Examination Committee

Prof David Karl BANFIELD, LIFS/HKUST (Chairperson)
Prof Philip MOK, ECE/HKUST (Thesis Supervisor)
Prof Kong-Pang PUN, Department of Electronic Engineering, The Chinese University of Hong Kong (External Examiner)
Prof Wing Hung KI, ECE/HKUST
Prof George YUAN, ECE/HKUST
Prof Yi-Kuen LEE, MAE/HKUST

Abstract

Radio-frequency (RF) power amplifiers (PA) are top power consuming components, especially with today’s 4G communication enabled by long term evolution (LTE) technology. To improve the PA’s efficiency, dynamic power supply technologies, such as average power tracking (APT), envelope tracking (ET) and envelope elimination and restoration (EER) have been proposed. In APT systems, the supply modulator adjusts the supply voltage according to the average power of the signal, similar to fast-dynamic-voltage-scaling (DVS) for digital circuits. For ET and EER, the supply modulator tracks the instantaneous changes in the envelope, thus the bandwidth of the tracking signal increases significantly. ET and EER supply modulators usually adopt a hybrid topology of a switching amplifier assisted by a linear amplifier to tradeoff between efficiency and bandwidth. High-frequency 3-level switching converters are good candidates for the APT application and very suitable to be the switching amplifier in the hybrid topology due to the advantages of high efficiency, small ripple and fast tracking speed.

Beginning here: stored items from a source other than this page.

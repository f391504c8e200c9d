//! PICKUP, DROP, USE and HARVEST.

use crate::actions::handlers::{mismatch, object_in_reach};
use crate::actions::{Action, ActionHandler, ActionKind, Effect, Proposal, WorldView};
use crate::world::{Agent, ItemKind, ItemStack, ObjectKind};

/// Picks up a dropped item lying on the agent's tile.
#[derive(Debug, Clone, Copy, Default)]
pub struct PickupHandler;

impl ActionHandler for PickupHandler {
    fn kind(&self) -> ActionKind {
        ActionKind::Pickup
    }

    fn propose(&self, action: &Action, view: &WorldView<'_>, agent: &Agent) -> Result<Proposal, String> {
        let Action::Pickup { object } = *action else {
            return Err(mismatch(ActionKind::Pickup, action));
        };
        let here = agent.position;
        let item = object_in_reach(view, agent, object, "dropped item underfoot", |o| {
            o.position == here && matches!(o.kind, ObjectKind::DroppedItem { .. })
        })?;
        let ObjectKind::DroppedItem { stack } = item.kind else {
            return Err(format!("{} is not a dropped item", item.label()));
        };
        let limits = agent.inventory_limits(view.balance);
        if agent.inventory.room_for(stack, limits) == 0 {
            return Err("inventory is full".to_string());
        }
        Ok(Proposal::free(Effect::Pickup { object: item.id }))
    }
}

/// Drops items from an inventory slot onto the agent's tile.
#[derive(Debug, Clone, Copy, Default)]
pub struct DropHandler;

impl ActionHandler for DropHandler {
    fn kind(&self) -> ActionKind {
        ActionKind::Drop
    }

    fn propose(&self, action: &Action, _view: &WorldView<'_>, agent: &Agent) -> Result<Proposal, String> {
        let Action::Drop { slot, quantity } = *action else {
            return Err(mismatch(ActionKind::Drop, action));
        };
        let stack = agent
            .inventory
            .slots
            .get(slot)
            .ok_or_else(|| format!("inventory slot {slot} is empty"))?;
        let quantity = quantity.unwrap_or(stack.quantity);
        if quantity == 0 {
            return Err("quantity must be at least 1".to_string());
        }
        if quantity > stack.quantity {
            return Err(format!("slot {slot} holds only {}", stack.quantity));
        }
        Ok(Proposal::free(Effect::Drop {
            slot,
            quantity,
            at: agent.position,
        }))
    }
}

/// Drinks a potion or equips gear from an inventory slot.
#[derive(Debug, Clone, Copy, Default)]
pub struct UseHandler;

impl ActionHandler for UseHandler {
    fn kind(&self) -> ActionKind {
        ActionKind::Use
    }

    fn propose(&self, action: &Action, _view: &WorldView<'_>, agent: &Agent) -> Result<Proposal, String> {
        let Action::Use { slot } = *action else {
            return Err(mismatch(ActionKind::Use, action));
        };
        let stack = agent
            .inventory
            .slots
            .get(slot)
            .ok_or_else(|| format!("inventory slot {slot} is empty"))?;
        match stack.kind {
            ItemKind::Potion { .. } if agent.hp >= agent.max_hp => {
                Err("already at full health".to_string())
            }
            ItemKind::Material { resource } => {
                Err(format!("{} cannot be used directly", resource.name()))
            }
            _ => Ok(Proposal::free(Effect::Use { slot })),
        }
    }
}

/// Gathers from a resource node on or next to the agent's tile.
#[derive(Debug, Clone, Copy, Default)]
pub struct HarvestHandler;

impl ActionHandler for HarvestHandler {
    fn kind(&self) -> ActionKind {
        ActionKind::Harvest
    }

    fn propose(&self, action: &Action, view: &WorldView<'_>, agent: &Agent) -> Result<Proposal, String> {
        let Action::Harvest { object } = *action else {
            return Err(mismatch(ActionKind::Harvest, action));
        };
        let node = object_in_reach(view, agent, object, "resource node", |o| {
            matches!(o.kind, ObjectKind::Resource { .. })
        })?;
        let ObjectKind::Resource { resource, remaining } = node.kind else {
            return Err(format!("{} is not a resource node", node.label()));
        };
        if remaining == 0 {
            return Err(format!("{} is exhausted", node.label()));
        }
        let stack = ItemStack::new(ItemKind::material(resource), 1);
        if agent.inventory.room_for(stack, agent.inventory_limits(view.balance)) == 0 {
            return Err(format!("no room for {}", resource.name()));
        }
        Ok(Proposal::new(
            Effect::Harvest { object: node.id },
            view.balance.costs.harvest_energy,
        ))
    }
}

#[cfg(test)]
mod tests {
    use super::*;
    use crate::actions::handlers::test_support::{add_agent, world};
    use crate::config::BalanceConfig;
    use crate::world::{Coord, ObjectId, ResourceKind};

    #[test]
    fn test_pickup_underfoot_only() {
        let mut w = world();
        let a = add_agent(&mut w, "a", Coord::new(4, 4));
        let stack = ItemStack::new(ItemKind::Potion { heal: 5 }, 1);
        let near = w.add_object(Coord::new(4, 5), ObjectKind::DroppedItem { stack });
        let here = w.add_object(Coord::new(4, 4), ObjectKind::DroppedItem { stack });
        let balance = BalanceConfig::default();
        let view = WorldView::new(&w, &balance, 1);
        let agent = w.agent(&a).unwrap();

        let auto = PickupHandler.propose(&Action::Pickup { object: None }, &view, agent).unwrap();
        assert_eq!(auto.effect, Effect::Pickup { object: here });
        assert!(
            PickupHandler
                .propose(&Action::Pickup { object: Some(near) }, &view, agent)
                .is_err()
        );
        assert!(
            PickupHandler
                .propose(&Action::Pickup { object: Some(ObjectId(99)) }, &view, agent)
                .is_err()
        );
    }

    #[test]
    fn test_drop_and_use() {
        let mut w = world();
        let a = add_agent(&mut w, "a", Coord::new(4, 4));
        let balance = BalanceConfig::default();
        {
            let agent = w.agent_mut(&a).unwrap();
            let limits = agent.inventory_limits(&balance);
            agent.inventory.add(ItemStack::new(ItemKind::material(ResourceKind::Wood), 3), limits);
            agent.inventory.add(ItemStack::new(ItemKind::Potion { heal: 5 }, 1), limits);
            agent.inventory.add(ItemStack::new(ItemKind::Weapon { bonus: 2 }, 1), limits);
        }
        let view = WorldView::new(&w, &balance, 1);
        let agent = w.agent(&a).unwrap();

        let drop = DropHandler
            .propose(&Action::Drop { slot: 0, quantity: None }, &view, agent)
            .unwrap();
        assert!(matches!(drop.effect, Effect::Drop { quantity: 3, .. }));
        assert!(
            DropHandler
                .propose(&Action::Drop { slot: 0, quantity: Some(4) }, &view, agent)
                .is_err()
        );
        assert!(DropHandler.propose(&Action::Drop { slot: 7, quantity: None }, &view, agent).is_err());

        assert!(UseHandler.propose(&Action::Use { slot: 0 }, &view, agent).is_err());
        assert!(
            UseHandler
                .propose(&Action::Use { slot: 1 }, &view, agent)
                .unwrap_err()
                .contains("full health")
        );
        assert!(UseHandler.propose(&Action::Use { slot: 2 }, &view, agent).is_ok());
    }

    #[test]
    fn test_harvest_nearest_node() {
        let mut w = world();
        let a = add_agent(&mut w, "a", Coord::new(4, 4));
        let far = w.add_object(
            Coord::new(6, 4),
            ObjectKind::Resource {
                resource: ResourceKind::Ore,
                remaining: 3,
            },
        );
        let near = w.add_object(
            Coord::new(5, 5),
            ObjectKind::Resource {
                resource: ResourceKind::Wood,
                remaining: 3,
            },
        );
        let balance = BalanceConfig::default();
        let view = WorldView::new(&w, &balance, 1);
        let agent = w.agent(&a).unwrap();
        let auto = HarvestHandler.propose(&Action::Harvest { object: None }, &view, agent).unwrap();
        assert_eq!(auto.effect, Effect::Harvest { object: near });
        assert_eq!(auto.energy_cost, balance.costs.harvest_energy);
        assert!(
            HarvestHandler
                .propose(&Action::Harvest { object: Some(far) }, &view, agent)
                .unwrap_err()
                .contains("out of reach")
        );
    }
}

To designing robust and fast integrated 3-level buck converters, a systematically analysis is conducted. Design considerations for real circuitry implementations, and the non-idealities’ influences on the voltage across the flying capacitor and the power efficiency are discussed. The loop-gain function with non-idealities is derived and verified with simulation and measurement results.

After the systematic analysis, a 50-MHz 5-V-input 3-W-output 3-level buck converter prototype is presented. A real-time flying capacitor (CF) calibration is proposed to ensure a constant voltage of Vg/2 across CF, which is highly dependent on various practical conditions. The calibration is essential to ensure the reliability and minimize the inductor current and output voltage ripple. In the measurement, the voltage across CF is always calibrated to Vg/2 under various conditions to release the voltage stress on the power transistors and CF, and to ensure reliability with up to 69% output voltage ripple reduction. A 90% peak efficiency and a 23–29 ns/V reference tracking response are also observed.

With the successful implementation of the 3-level buck converter, an AC-coupling supply modulator of a 25-MHz 3-level switching amplifier assisted by a wide-bandwidth linear amplifier is implemented for a fully-integrated CMOS PA for LTE applications. A multi-loop control is designed to fasten the switching amplifier speed, thus improving the overall efficiency. A high-frequency path is proposed to extend the bandwidth of the supply modulator from 33.9 MHz to 69.2 MHz without additional current consumption. The supply modulator measures 88.7% efficiency tracking a LTE-20MHz 16-QAM envelope. The multi-loop control improves the efficiency by up to 4%.